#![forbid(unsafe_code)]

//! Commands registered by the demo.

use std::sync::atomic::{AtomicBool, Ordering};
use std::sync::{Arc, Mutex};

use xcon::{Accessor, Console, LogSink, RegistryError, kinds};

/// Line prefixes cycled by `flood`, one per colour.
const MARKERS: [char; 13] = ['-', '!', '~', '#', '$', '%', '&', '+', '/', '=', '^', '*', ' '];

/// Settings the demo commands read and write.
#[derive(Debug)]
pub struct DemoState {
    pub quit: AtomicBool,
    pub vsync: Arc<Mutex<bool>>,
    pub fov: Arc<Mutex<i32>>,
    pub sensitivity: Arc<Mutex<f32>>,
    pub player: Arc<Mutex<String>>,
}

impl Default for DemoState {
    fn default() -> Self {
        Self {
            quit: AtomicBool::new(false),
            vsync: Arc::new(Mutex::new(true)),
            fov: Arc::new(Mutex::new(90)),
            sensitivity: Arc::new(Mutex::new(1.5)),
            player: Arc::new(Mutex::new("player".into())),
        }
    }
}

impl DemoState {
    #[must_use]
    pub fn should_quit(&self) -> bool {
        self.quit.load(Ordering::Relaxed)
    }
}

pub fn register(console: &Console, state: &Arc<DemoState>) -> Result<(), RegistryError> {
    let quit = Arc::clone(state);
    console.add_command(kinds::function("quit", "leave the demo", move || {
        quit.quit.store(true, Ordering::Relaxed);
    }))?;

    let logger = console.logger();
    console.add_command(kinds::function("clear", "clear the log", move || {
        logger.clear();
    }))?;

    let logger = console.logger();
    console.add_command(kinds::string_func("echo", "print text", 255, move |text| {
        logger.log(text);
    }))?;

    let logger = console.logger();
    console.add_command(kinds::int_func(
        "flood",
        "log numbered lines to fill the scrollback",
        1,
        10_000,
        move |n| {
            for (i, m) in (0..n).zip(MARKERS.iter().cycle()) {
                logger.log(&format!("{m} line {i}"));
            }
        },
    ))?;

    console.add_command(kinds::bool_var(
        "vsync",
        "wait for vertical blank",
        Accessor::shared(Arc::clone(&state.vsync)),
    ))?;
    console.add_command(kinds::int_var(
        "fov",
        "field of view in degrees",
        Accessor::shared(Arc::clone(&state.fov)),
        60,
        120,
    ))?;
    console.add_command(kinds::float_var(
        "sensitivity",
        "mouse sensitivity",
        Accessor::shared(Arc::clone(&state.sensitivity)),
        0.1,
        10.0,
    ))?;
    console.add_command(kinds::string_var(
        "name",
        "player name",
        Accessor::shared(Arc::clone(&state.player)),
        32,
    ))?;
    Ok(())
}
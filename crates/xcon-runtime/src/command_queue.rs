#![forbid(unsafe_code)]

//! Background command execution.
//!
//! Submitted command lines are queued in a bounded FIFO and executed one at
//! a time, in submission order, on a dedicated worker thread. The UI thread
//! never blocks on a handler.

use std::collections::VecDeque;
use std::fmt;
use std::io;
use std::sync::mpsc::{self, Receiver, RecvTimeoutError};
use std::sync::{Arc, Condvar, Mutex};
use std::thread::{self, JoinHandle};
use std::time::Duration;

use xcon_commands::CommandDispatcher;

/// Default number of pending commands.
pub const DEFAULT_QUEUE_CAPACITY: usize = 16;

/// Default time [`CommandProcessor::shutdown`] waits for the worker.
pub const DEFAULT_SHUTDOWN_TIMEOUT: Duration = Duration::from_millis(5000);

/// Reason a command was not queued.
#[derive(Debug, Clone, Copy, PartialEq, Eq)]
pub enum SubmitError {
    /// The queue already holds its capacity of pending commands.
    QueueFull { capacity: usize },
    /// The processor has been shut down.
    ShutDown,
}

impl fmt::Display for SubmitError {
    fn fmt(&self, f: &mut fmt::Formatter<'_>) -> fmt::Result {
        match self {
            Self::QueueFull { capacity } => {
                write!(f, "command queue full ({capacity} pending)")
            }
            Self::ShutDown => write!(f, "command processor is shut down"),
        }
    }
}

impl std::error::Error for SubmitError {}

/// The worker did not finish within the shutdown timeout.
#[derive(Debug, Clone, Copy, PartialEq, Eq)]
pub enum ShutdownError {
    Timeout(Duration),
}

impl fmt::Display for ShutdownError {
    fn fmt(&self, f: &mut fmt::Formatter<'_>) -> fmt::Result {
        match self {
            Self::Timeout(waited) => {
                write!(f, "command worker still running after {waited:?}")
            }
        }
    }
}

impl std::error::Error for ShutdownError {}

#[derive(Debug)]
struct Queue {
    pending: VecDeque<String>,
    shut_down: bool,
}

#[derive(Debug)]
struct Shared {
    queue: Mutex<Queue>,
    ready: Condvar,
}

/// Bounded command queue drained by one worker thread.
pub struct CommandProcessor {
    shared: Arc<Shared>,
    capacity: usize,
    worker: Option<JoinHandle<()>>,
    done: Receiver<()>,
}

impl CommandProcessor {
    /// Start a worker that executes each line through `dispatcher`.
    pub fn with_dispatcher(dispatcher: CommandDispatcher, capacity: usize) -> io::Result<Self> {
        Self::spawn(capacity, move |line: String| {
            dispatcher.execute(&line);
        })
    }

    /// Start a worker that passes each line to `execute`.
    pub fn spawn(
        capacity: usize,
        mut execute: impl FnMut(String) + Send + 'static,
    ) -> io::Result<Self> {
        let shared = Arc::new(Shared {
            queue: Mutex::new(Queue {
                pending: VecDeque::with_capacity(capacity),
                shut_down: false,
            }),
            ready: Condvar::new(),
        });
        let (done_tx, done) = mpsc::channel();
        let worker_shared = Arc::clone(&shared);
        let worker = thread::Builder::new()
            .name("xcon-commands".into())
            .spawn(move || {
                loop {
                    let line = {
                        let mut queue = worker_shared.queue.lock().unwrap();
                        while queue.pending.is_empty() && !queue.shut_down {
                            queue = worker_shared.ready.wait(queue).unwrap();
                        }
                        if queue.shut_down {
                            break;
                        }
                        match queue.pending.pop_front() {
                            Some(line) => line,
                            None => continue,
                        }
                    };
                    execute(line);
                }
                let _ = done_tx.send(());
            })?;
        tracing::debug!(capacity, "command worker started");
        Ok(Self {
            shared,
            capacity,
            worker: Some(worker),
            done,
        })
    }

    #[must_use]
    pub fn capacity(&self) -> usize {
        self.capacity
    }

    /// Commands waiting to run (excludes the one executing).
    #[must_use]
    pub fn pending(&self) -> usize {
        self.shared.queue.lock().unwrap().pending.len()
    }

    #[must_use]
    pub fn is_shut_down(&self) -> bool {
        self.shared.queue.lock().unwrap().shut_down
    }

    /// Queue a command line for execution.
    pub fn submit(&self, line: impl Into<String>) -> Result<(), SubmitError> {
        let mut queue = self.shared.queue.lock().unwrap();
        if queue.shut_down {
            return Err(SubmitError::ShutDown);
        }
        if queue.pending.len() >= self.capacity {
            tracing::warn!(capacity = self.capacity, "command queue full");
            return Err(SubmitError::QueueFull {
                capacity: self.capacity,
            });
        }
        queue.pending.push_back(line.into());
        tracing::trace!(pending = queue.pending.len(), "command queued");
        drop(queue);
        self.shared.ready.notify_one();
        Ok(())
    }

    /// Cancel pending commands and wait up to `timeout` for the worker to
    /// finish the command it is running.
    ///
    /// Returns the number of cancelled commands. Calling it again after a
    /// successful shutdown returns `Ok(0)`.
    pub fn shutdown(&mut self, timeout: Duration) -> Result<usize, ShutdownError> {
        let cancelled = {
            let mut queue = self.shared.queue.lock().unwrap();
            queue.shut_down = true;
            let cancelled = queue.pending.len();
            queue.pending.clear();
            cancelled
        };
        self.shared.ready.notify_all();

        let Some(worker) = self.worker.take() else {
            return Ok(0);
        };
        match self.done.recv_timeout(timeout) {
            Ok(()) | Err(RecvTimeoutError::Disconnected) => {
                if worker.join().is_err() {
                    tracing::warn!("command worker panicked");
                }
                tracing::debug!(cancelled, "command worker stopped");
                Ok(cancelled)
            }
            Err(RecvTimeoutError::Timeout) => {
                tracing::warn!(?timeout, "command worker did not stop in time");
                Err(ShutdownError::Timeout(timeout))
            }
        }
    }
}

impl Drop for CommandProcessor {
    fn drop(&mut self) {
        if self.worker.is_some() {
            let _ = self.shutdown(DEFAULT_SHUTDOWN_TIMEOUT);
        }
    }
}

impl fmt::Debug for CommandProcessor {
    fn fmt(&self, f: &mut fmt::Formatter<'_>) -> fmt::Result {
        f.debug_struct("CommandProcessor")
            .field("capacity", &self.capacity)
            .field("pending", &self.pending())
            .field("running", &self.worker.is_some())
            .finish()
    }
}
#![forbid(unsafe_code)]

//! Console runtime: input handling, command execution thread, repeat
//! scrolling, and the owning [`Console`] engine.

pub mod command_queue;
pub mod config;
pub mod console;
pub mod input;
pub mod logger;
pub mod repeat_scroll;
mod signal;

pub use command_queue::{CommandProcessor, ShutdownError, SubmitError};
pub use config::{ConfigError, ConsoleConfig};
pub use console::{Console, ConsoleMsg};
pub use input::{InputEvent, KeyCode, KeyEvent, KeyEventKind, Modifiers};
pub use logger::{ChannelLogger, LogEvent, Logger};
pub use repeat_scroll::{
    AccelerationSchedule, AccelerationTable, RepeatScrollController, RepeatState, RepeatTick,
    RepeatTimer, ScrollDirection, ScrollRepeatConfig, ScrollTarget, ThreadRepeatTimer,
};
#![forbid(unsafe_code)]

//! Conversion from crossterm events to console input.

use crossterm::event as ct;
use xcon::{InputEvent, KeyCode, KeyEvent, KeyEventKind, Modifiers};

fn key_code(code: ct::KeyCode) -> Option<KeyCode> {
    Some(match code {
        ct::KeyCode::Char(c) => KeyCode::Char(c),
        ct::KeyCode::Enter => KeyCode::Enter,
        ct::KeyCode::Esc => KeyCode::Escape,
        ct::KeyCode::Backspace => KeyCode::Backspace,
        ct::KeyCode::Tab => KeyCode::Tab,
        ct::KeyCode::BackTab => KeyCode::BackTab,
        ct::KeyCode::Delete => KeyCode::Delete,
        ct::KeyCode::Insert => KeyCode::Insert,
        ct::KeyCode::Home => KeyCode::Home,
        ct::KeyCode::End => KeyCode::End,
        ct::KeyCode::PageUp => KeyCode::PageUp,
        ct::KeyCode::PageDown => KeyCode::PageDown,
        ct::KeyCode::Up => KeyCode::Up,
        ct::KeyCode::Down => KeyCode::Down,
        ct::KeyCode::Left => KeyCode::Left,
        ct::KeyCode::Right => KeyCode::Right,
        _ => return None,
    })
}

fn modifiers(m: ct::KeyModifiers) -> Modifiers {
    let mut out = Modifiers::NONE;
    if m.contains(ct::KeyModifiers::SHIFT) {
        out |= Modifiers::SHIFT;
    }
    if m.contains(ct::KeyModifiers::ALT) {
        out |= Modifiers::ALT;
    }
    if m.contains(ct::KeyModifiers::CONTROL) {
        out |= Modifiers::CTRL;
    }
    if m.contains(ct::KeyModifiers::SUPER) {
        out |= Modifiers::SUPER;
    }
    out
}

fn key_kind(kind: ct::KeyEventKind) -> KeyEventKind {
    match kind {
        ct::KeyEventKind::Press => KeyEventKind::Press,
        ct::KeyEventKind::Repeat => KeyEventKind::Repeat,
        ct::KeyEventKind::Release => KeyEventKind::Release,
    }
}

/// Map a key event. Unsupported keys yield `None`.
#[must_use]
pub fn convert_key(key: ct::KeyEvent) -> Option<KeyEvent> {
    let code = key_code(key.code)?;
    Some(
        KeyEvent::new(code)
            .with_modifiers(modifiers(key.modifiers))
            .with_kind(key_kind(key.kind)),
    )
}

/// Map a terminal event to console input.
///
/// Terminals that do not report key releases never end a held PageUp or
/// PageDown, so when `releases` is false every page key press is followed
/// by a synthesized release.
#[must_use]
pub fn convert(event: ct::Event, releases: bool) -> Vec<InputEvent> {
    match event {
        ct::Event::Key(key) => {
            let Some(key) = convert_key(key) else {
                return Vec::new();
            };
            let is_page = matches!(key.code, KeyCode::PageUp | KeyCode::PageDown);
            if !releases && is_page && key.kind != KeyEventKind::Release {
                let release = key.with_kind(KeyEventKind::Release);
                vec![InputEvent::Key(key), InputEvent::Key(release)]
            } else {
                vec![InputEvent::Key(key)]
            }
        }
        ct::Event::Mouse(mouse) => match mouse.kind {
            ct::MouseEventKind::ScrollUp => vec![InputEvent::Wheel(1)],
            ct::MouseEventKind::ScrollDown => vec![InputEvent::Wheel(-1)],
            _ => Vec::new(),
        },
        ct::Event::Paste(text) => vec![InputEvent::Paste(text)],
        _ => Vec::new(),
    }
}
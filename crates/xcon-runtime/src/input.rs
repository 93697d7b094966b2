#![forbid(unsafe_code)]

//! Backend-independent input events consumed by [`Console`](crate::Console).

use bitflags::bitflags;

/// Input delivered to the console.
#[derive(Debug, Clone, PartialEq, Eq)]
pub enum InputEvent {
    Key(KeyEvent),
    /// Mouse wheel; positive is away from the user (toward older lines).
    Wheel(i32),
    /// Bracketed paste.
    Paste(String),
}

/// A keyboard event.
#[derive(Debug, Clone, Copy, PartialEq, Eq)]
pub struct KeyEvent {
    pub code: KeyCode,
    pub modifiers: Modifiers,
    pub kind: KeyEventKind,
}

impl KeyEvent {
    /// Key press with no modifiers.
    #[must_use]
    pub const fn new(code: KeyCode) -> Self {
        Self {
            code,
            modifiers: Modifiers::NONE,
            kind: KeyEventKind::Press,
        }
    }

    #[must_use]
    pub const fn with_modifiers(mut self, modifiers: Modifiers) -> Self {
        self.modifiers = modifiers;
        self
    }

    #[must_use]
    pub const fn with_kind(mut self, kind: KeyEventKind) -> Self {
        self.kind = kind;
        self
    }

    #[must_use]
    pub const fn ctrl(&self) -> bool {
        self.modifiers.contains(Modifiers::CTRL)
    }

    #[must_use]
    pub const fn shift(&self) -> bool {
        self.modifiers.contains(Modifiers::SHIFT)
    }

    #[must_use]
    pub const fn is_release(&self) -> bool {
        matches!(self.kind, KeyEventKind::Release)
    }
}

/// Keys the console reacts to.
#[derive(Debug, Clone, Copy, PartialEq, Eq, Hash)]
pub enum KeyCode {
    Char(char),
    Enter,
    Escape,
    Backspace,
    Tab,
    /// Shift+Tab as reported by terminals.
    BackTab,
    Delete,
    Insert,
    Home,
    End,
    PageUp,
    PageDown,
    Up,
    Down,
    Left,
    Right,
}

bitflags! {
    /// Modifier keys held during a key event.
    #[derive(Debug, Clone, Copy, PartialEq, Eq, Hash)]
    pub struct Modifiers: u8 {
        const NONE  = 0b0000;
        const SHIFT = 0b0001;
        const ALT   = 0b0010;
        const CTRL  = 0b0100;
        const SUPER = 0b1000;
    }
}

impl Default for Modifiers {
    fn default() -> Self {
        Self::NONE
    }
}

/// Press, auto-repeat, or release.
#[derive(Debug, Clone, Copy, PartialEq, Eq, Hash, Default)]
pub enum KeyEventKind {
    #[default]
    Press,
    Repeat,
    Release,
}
-=-=-=-=-
Work task:
Read the entries and select each line where the word "warn" is found.

Solved problem:
            tracing::warn!(capacity = self.capacity, "command queue full");
                    tracing::warn!("command worker panicked");
                tracing::warn!(?timeout, "command worker did not stop in time");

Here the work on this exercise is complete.